Requirement: Reproduce every line of the listing exactly.

Raw data:

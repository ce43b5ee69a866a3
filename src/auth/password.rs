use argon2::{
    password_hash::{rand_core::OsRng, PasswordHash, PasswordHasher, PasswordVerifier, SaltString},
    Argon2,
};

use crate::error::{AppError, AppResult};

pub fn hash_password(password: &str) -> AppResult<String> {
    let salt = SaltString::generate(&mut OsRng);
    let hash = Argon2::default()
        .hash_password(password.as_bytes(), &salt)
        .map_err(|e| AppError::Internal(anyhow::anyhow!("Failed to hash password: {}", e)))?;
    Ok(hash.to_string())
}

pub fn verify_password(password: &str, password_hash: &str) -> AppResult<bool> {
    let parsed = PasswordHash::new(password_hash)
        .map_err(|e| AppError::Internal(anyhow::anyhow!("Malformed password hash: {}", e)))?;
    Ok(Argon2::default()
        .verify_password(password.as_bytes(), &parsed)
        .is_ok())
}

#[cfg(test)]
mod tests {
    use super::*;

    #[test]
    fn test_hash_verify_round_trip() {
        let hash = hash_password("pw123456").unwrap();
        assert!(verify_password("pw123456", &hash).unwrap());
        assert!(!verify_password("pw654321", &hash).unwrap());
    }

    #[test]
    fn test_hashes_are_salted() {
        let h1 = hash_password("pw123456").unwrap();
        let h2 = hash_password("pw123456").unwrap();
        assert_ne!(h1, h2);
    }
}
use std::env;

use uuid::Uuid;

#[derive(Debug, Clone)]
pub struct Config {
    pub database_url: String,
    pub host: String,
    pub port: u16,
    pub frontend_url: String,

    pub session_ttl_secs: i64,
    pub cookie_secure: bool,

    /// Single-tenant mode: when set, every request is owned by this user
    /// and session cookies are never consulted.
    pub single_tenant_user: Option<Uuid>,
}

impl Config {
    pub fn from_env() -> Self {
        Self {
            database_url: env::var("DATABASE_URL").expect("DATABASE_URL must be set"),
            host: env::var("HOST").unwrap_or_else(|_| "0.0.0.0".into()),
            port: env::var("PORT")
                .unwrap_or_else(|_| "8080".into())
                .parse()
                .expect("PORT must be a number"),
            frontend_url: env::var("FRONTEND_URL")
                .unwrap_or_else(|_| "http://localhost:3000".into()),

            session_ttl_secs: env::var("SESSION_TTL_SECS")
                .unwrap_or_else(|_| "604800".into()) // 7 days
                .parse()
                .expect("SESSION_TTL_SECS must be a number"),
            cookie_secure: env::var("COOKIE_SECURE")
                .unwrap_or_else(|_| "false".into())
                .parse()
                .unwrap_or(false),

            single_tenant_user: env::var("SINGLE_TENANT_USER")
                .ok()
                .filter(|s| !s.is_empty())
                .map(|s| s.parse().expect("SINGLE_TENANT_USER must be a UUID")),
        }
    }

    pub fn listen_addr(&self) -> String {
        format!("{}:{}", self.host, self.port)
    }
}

Solution for this exercise:
repository ce43b5ee69a866a3
filename src/auth/password.rs
use argon2::{
    password_hash::{rand_core::OsRng, PasswordHash, PasswordHasher, PasswordVerifier, SaltString},
    Argon2,
};

use crate::error::{AppError, AppResult};

pub fn hash_password(password: &str) -> AppResult<String> {
    let salt = SaltString::generate(&mut OsRng);
    let hash = Argon2::default()
        .hash_password(password.as_bytes(), &salt)
        .map_err(|e| AppError::Internal(anyhow::anyhow!("Failed to hash password: {}", e)))?;
    Ok(hash.to_string())
}

pub fn verify_password(password: &str, password_hash: &str) -> AppResult<bool> {
    let parsed = PasswordHash::new(password_hash)
        .map_err(|e| AppError::Internal(anyhow::anyhow!("Malformed password hash: {}", e)))?;
    Ok(Argon2::default()
        .verify_password(password.as_bytes(), &parsed)
        .is_ok())
}

#[cfg(test)]
mod tests {
    use super::*;

    #[test]
    fn test_hash_verify_round_trip() {
        let hash = hash_password("pw123456").unwrap();
        assert!(verify_password("pw123456", &hash).unwrap());
        assert!(!verify_password("pw654321", &hash).unwrap());
    }

    #[test]
    fn test_hashes_are_salted() {
        let h1 = hash_password("pw123456").unwrap();
        let h2 = hash_password("pw123456").unwrap();
        assert_ne!(h1, h2);
    }
}
use std::env;

use uuid::Uuid;

#[derive(Debug, Clone)]
pub struct Config {
    pub database_url: String,
    pub host: String,
    pub port: u16,
    pub frontend_url: String,

    pub session_ttl_secs: i64,
    pub cookie_secure: bool,

    /// Single-tenant mode: when set, every request is owned by this user
    /// and session cookies are never consulted.
    pub single_tenant_user: Option<Uuid>,
}

impl Config {
    pub fn from_env() -> Self {
        Self {
            database_url: env::var("DATABASE_URL").expect("DATABASE_URL must be set"),
            host: env::var("HOST").unwrap_or_else(|_| "0.0.0.0".into()),
            port: env::var("PORT")
                .unwrap_or_else(|_| "8080".into())
                .parse()
                .expect("PORT must be a number"),
            frontend_url: env::var("FRONTEND_URL")
                .unwrap_or_else(|_| "http://localhost:3000".into()),

            session_ttl_secs: env::var("SESSION_TTL_SECS")
                .unwrap_or_else(|_| "604800".into()) // 7 days
                .parse()
                .expect("SESSION_TTL_SECS must be a number"),
            cookie_secure: env::var("COOKIE_SECURE")
                .unwrap_or_else(|_| "false".into())
                .parse()
                .unwrap_or(false),

            single_tenant_user: env::var("SINGLE_TENANT_USER")
                .ok()
                .filter(|s| !s.is_empty())
                .map(|s| s.parse().expect("SINGLE_TENANT_USER must be a UUID")),
        }
    }

    pub fn listen_addr(&self) -> String {
        format!("{}:{}", self.host, self.port)
    }
}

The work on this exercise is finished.